THE PLANK AUGUST 11, 2009
Ed Kilgore is managing editor of The Democratic Strategist, a senior fellow at the Progressive Policy Institute, and a frequent contributor to a variety of political journals.
The continuing arguments over congressional "town hall meetings" and protests against health reform have largely focused on the relative authenticity of the protests. Are the people chanting against Obama and health reform at these events motivated by spontaneous civic-minded feelings, or were they rounded up and deployed by "astroturfing" p.r. outfits paid by health industry lobbyists? This post by James Vega goes into the questions of authenticity in some detail.
But I have a different question: authentic or phony, should these protests matter to Congress? We are talking, after all, about relatively small groups of people vociferously expressing a point of view (yes, some ask "questions" of their representatives, but generally of the loaded and rhetorical sort). Should these expressions be given disproportionate weight, perhaps more than, say, the party or ideology of Members of Congress, their understanding of their districts' needs, or surveys of public opinion?
The question pretty much answers itself if you don't start with vague notions, as many conservative commentators have been offering lately, that the protesters somehow represent the heart and soul of America, or Concerned Citizenry, or the Middle Class, or some such other abstraction. It's particularly amusing to hear those who doubt the significance of the protests being denounced as "elitists." What could be more "elitist" than the belief that democratic procedures should be trumped by the appearance of a few hundred highly opinionated people at a public event?
I dunno--maybe my jaundiced attitude on this subject was developed when I worked for a United States Senator back in the late 1980s and early 1990s. Yes, my boss held public forums pretty regularly, and yes, we carefully toted up calls and cards and letters sent from constituents on various issues of the day. But we were under zero illusion that these expressions of public opinion were necessarily representative of public opinion itself. At public events, the bane of every Member of Congress' existence in those days were the so-called "Notch Babies," a cohort of people born between 1917 and 1921 who were convinced they had been denied Social Security benefits that people born just before or after received. "Notch Babies" showed up at every available forum demanding financial reparations. Members and staff patiently listened to, and tried to reason with, these disgruntled citizens, with limited success. But you know what? Legislation to "fix" the "notch" was never enacted.

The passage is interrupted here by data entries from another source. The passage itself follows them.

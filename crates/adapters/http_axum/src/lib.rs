//! # filpilote-adapter-http-axum
//!
//! HTTP adapter built on [axum](https://docs.rs/axum).
//!
//! ## Responsibilities
//! - Serve a **JSON API** for programmatic access
//!   (`/api/areas`, `/api/areas/{id}/mode`, `/api/thermostat/events`)
//! - Map HTTP requests into application service calls (driving adapter)
//! - Map application results and errors into HTTP responses
//!
//! ## Dependency rule
//! Depends on `filpilote-app` (for port traits and services) and
//! `filpilote-domain` (for domain types used in request/response mapping).
//! Never leaks axum types into the domain.

pub mod api;
pub mod error;
pub mod router;
pub mod state;
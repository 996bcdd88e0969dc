//! # filpilote-domain
//!
//! Pure domain model for the fil-pilote heating controller.
//!
//! ## Responsibilities
//! - Foundational types: typed identifiers, error conventions
//! - Define **Areas** (heating zones driven by a pair of output lines)
//! - Define **Modes** and the fixed **mode table** mapping each mode to line states
//! - Define **Line handles** (reserved physical output lines)
//! - Define the **thermostat vocabulary** and its translation into modes
//! - Contain all invariant enforcement and domain logic
//!
//! ## Dependency rule
//! This crate has **no internal dependencies**.
//! It must never import anything from `app`, adapters, or external IO crates.
//! All IO boundaries are expressed as traits in the `app` crate (ports).

pub mod error;
pub mod id;

pub mod area;
pub mod line;
pub mod mode;
pub mod thermostat;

Elected representatives do have a responsibility to give constituents opportunities to ask them questions and express their own views, as a simple matter of accountability. But those voices should not be confused with the "voice of the people," measured a bit more scientifically by elections, in which, as you may recall, the candidates clearly preferred by most if not all of the health reform protesters lost. This probably made them feel "disempowered" and perhaps even angry and inclined to answer that email and go out to shake fists at the Democrat Socialist representing them so badly in Congress. That's all well and good, and any Member of Congress who can't take heckling now and then is probably in the wrong line of work. But the idea that the chants and signs and head-counts at these highly selective events ought to sway votes on real issues is just wrong.